Its cast looks straight out of a Graham Greene novel, but Aw, who won the Whitbread Award for his first novel, “The Harmony Silk Factory,” is a little gentler with his characters – at least as gentle as you can be when there’s a revolution on. “It was like an article from the newspapers played out for real, the static images rising from the newsprint and coming to life before Adam’s very eyes. The charred timber remains of burned-out buildings, the bloodred paint on walls. The empty streets. Adam knew that there were troubles elsewhere in Indonesia. He had heard there was a revolution of some sort – not like the ones in France or Russia or China, which he had read about, but something fuzzier and more indistinct, where no one was quite sure what needed to be overthrown, or what to be kept. But those were problems that belonged to Java and Sumatra – at the other end of this country of islands strung out across the sea like seaweed on the shore. That was what everyone thought.”

The title comes from a book Din had dreamed of writing, before prejudice stymied his scholarly ambitions. “I was looking into writing a secret history of the Indonesian Islands in the Southeast, everything from Bali eastward. To me those islands were like a lost world where everything remained true and authentic, away from the gaze of foreigners – a kind of invisible world, almost.”

But Aw is primarily referring to the invisible world of memory, specifically those losses that snag in a person’s psyche and fester if not allowed to air. “There are some things that cause you pain, that lodge themselves in your consciousness the way a splinter or piece of shrapnel might embed itself in your flesh; but the human body had a way of dealing with it that could dull the pain so that you didn’t feel it after a while. Your life would continue as usual, and only you would know of this thing that you carried in your body.”

Neither boy, for example, is allowed to mention his brother. Johan’s overindulgent mummy falls apart and the teen winds up apologizing for hurting her if he so much as says Adam’s name. Karl is less histrionic, but also unforthcoming.

With Karl, Adam spent days swimming over reefs and 300-year-old shipwrecks and bicycling the island. Karl is gentle and well-meaning, but the secrets he kept and the harm his selfishness causes are absolutely appalling. A reader will easily agree with the young Margaret, who remarks, “I think that is a really, really bad idea,” when Karl tells her his dream of adopting an Indonesian “alter ego, except better, and happier,” who will live out the idyllic island childhood that was cut short when Karl’s family moved back to Holland when he was 4.

While Johan self-destructs, Adam is rendered passive by his frequent abandonments. He latches on to anyone who offers to take care of him, with sometimes terrifying results. Meanwhile, he struggles to unlock his memories. He’s encouraged by Din, who argues that remembering his past is the only way to reclaim his identity, and in fact, that Indonesia as a whole suffers from a kind of willed amnesia. He compares Adam to a village he once visited, where a generation before Muslim and Christian neighbors had slaughtered one another.

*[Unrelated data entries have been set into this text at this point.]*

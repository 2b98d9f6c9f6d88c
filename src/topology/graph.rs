//! NetworkGraph: arena of nodes and branches.
//!
//! Nodes and branches are stored by id. A branch refers to its end nodes by
//! [`NodeId`]; the reverse relation (which branches start or end at a node)
//! is derived from the branches and kept in a lazily built incidence index
//! that every structural mutation invalidates.
//!
//! # Invariants
//! - Every branch's source and target are present in the node arena.
//! - A node can only be removed once no branch references it.
//! - Ids are never reused within one graph.

use crate::debug_invariants::DebugInvariants;
use crate::network_error::NetworkError;
use crate::topology::branch::{Branch, BranchKind};
use crate::topology::cache::InvalidateCache;
use crate::topology::ids::{BranchId, IdAllocator, NodeId};
use crate::topology::node::Node;
use once_cell::unsync::OnceCell;
use std::collections::BTreeMap;

/// Branches meeting at one node, in branch-id order.
#[derive(Clone, Debug, Default, PartialEq, Eq)]
pub struct Incidence {
    pub incoming: Vec<BranchId>,
    pub outgoing: Vec<BranchId>,
}

impl Incidence {
    /// Total number of incident branch ends.
    pub fn degree(&self) -> usize {
        self.incoming.len() + self.outgoing.len()
    }
}

/// Pure topological container of the network.
#[derive(Clone, Debug, Default, serde::Serialize, serde::Deserialize)]
pub struct NetworkGraph {
    nodes: BTreeMap<NodeId, Node>,
    branches: BTreeMap<BranchId, Branch>,
    node_ids: IdAllocator,
    branch_ids: IdAllocator,
    /// Monotonic version that changes on any structural modification.
    version: u64,
    #[serde(skip)]
    incidence: OnceCell<hashbrown::HashMap<NodeId, Incidence>>,
}

impl InvalidateCache for NetworkGraph {
    fn invalidate_cache(&mut self) {
        self.incidence.take();
    }
}

impl NetworkGraph {
    pub fn new() -> Self {
        Self::default()
    }

    /// Reserve a fresh node id.
    pub fn next_node_id(&mut self) -> NodeId {
        loop {
            if let Ok(id) = NodeId::new(self.node_ids.next_raw()) {
                if !self.nodes.contains_key(&id) {
                    return id;
                }
            }
        }
    }

    /// Reserve a fresh branch id.
    pub fn next_branch_id(&mut self) -> BranchId {
        loop {
            if let Ok(id) = BranchId::new(self.branch_ids.next_raw()) {
                if !self.branches.contains_key(&id) {
                    return id;
                }
            }
        }
    }

    /// Add a node.
    ///
    /// # Errors
    /// `DuplicateNode` if the id is taken.
    pub fn add_node(&mut self, node: Node) -> Result<NodeId, NetworkError> {
        let id = node.id();
        if self.nodes.contains_key(&id) {
            return Err(NetworkError::DuplicateNode(id));
        }
        self.node_ids.observe(id.get());
        self.nodes.insert(id, node);
        self.touch();
        Ok(id)
    }

    /// Add a branch whose end nodes are already in the graph.
    ///
    /// # Errors
    /// `DuplicateBranch` if the id is taken, `UnknownNode` if an end node is missing.
    pub fn add_branch(&mut self, branch: Branch) -> Result<BranchId, NetworkError> {
        let id = branch.id();
        if self.branches.contains_key(&id) {
            return Err(NetworkError::DuplicateBranch(id));
        }
        for end in [branch.source(), branch.target()] {
            if !self.nodes.contains_key(&end) {
                return Err(NetworkError::UnknownNode(end));
            }
        }
        self.branch_ids.observe(id.get());
        self.branches.insert(id, branch);
        self.touch();
        Ok(id)
    }

    /// Detach and return a branch. Its end nodes stay in the graph.
    pub fn remove_branch(&mut self, id: BranchId) -> Result<Branch, NetworkError> {
        let branch = self
            .branches
            .remove(&id)
            .ok_or(NetworkError::UnknownBranch(id))?;
        self.touch();
        Ok(branch)
    }

    /// Remove a node that no branch references any more.
    ///
    /// # Errors
    /// `NodeStillConnected` while branches start or end at the node.
    pub fn remove_node(&mut self, id: NodeId) -> Result<Node, NetworkError> {
        if !self.nodes.contains_key(&id) {
            return Err(NetworkError::UnknownNode(id));
        }
        let incident = self.incidence_of(id).degree();
        if incident > 0 {
            return Err(NetworkError::NodeStillConnected { node: id, incident });
        }
        let node = self
            .nodes
            .remove(&id)
            .ok_or(NetworkError::UnknownNode(id))?;
        self.touch();
        Ok(node)
    }

    /// Reconnect a branch. Both nodes must exist.
    pub fn set_endpoints(
        &mut self,
        id: BranchId,
        source: NodeId,
        target: NodeId,
    ) -> Result<(), NetworkError> {
        for end in [source, target] {
            if !self.nodes.contains_key(&end) {
                return Err(NetworkError::UnknownNode(end));
            }
        }
        let branch = self
            .branches
            .get_mut(&id)
            .ok_or(NetworkError::UnknownBranch(id))?;
        branch.source = source;
        branch.target = target;
        self.touch();
        Ok(())
    }

    pub fn node(&self, id: NodeId) -> Option<&Node> {
        self.nodes.get(&id)
    }

    pub fn node_mut(&mut self, id: NodeId) -> Option<&mut Node> {
        self.nodes.get_mut(&id)
    }

    pub fn branch(&self, id: BranchId) -> Option<&Branch> {
        self.branches.get(&id)
    }

    /// Like [`branch`](Self::branch) but with an error for unknown ids.
    pub fn try_branch(&self, id: BranchId) -> Result<&Branch, NetworkError> {
        self.branches.get(&id).ok_or(NetworkError::UnknownBranch(id))
    }

    /// Mutable access to a branch's descriptive fields. Topology (end nodes)
    /// can only be changed through [`set_endpoints`](Self::set_endpoints).
    pub fn branch_mut(&mut self, id: BranchId) -> Option<&mut Branch> {
        self.branches.get_mut(&id)
    }

    pub(crate) fn try_branch_mut(&mut self, id: BranchId) -> Result<&mut Branch, NetworkError> {
        self.branches
            .get_mut(&id)
            .ok_or(NetworkError::UnknownBranch(id))
    }

    pub fn contains_node(&self, id: NodeId) -> bool {
        self.nodes.contains_key(&id)
    }

    pub fn contains_branch(&self, id: BranchId) -> bool {
        self.branches.contains_key(&id)
    }

    /// Nodes in id order.
    pub fn nodes(&self) -> impl Iterator<Item = &Node> {
        self.nodes.values()
    }

    /// Branches in id order.
    pub fn branches(&self) -> impl Iterator<Item = &Branch> {
        self.branches.values()
    }

    /// Open channels in id order.
    pub fn channels(&self) -> impl Iterator<Item = &Branch> {
        self.branches
            .values()
            .filter(|b| b.kind == BranchKind::Channel)
    }

    pub fn node_count(&self) -> usize {
        self.nodes.len()
    }

    pub fn branch_count(&self) -> usize {
        self.branches.len()
    }

    pub fn channel_count(&self) -> usize {
        self.channels().count()
    }

    /// Monotonic version that changes whenever the topology changes.
    #[inline]
    pub fn version(&self) -> u64 {
        self.version
    }

    /// Branches ending at `node`.
    pub fn incoming(&self, node: NodeId) -> &[BranchId] {
        self.incidence()
            .get(&node)
            .map_or(&[], |inc| inc.incoming.as_slice())
    }

    /// Branches starting at `node`.
    pub fn outgoing(&self, node: NodeId) -> &[BranchId] {
        self.incidence()
            .get(&node)
            .map_or(&[], |inc| inc.outgoing.as_slice())
    }

    /// Incoming and outgoing branches of `node`.
    pub fn incidence_of(&self, node: NodeId) -> Incidence {
        self.incidence().get(&node).cloned().unwrap_or_default()
    }

    /// `incoming + outgoing > 1`. A branch looping back onto the same node
    /// counts twice.
    pub fn is_connected_to_multiple_branches(&self, node: NodeId) -> bool {
        self.incidence()
            .get(&node)
            .is_some_and(|inc| inc.degree() > 1)
    }

    /// All branches touching `node`, incoming first, without duplicates.
    pub fn branches_at(&self, node: NodeId) -> Vec<BranchId> {
        let mut ids: Vec<BranchId> = self
            .incoming(node)
            .iter()
            .chain(self.outgoing(node))
            .copied()
            .collect();
        ids.sort_unstable();
        ids.dedup();
        ids
    }

    fn incidence(&self) -> &hashbrown::HashMap<NodeId, Incidence> {
        self.incidence.get_or_init(|| {
            let mut map: hashbrown::HashMap<NodeId, Incidence> = hashbrown::HashMap::new();
            for branch in self.branches.values() {
                map.entry(branch.source())
                    .or_default()
                    .outgoing
                    .push(branch.id());
                map.entry(branch.target())
                    .or_default()
                    .incoming
                    .push(branch.id());
            }
            map
        })
    }

    fn touch(&mut self) {
        self.version = self.version.wrapping_add(1);
        InvalidateCache::invalidate_cache(self);
        crate::debug_invariants!(self.validate_invariants(), "NetworkGraph");
    }
}

impl DebugInvariants for NetworkGraph {
    fn debug_assert_invariants(&self) {
        crate::debug_invariants!(self.validate_invariants(), "NetworkGraph");
    }

    fn validate_invariants(&self) -> Result<(), NetworkError> {
        for branch in self.branches.values() {
            for end in [branch.source(), branch.target()] {
                if !self.nodes.contains_key(&end) {
                    return Err(NetworkError::InvariantViolation(format!(
                        "branch {} references missing node {end}",
                        branch.id()
                    )));
                }
            }
            let length = branch.effective_length();
            if !length.is_finite() {
                return Err(NetworkError::NonFinite {
                    what: "branch length",
                    value: length,
                });
            }
        }
        Ok(())
    }
}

“Everyone walked about in a daze, as if they were daydreaming. It was as if their whole beings were devoted to suppressing their memories,” Din tells Adam. “We all suffer from it one way or another. Erasing memories in this semiconscious way goes on everywhere, on a national scale, with culture – everything. We Asians are very good at it. If there’s a drought that kills hundreds of thousands, or an earthquake, or the government fires on demonstrators – well, we just forget it and move on. It lingers in our psyche but we never let it come to the surface.... When I lived in Europe I saw that Westerners remember everything – they commemorate bad things that happened to them. It was the only thing I liked about the West.”

There are couple of coincidences too many near the end of the novel, and certain characters’ motivations remain ever unclear, but Aw’s haunting writing and his detailed evocation of 1960s Indonesia are both masterly. “Map of the Invisible World” is both exquisitely and subtly rendered.

Yvonne Zipp regularly reviews fiction for the Monitor.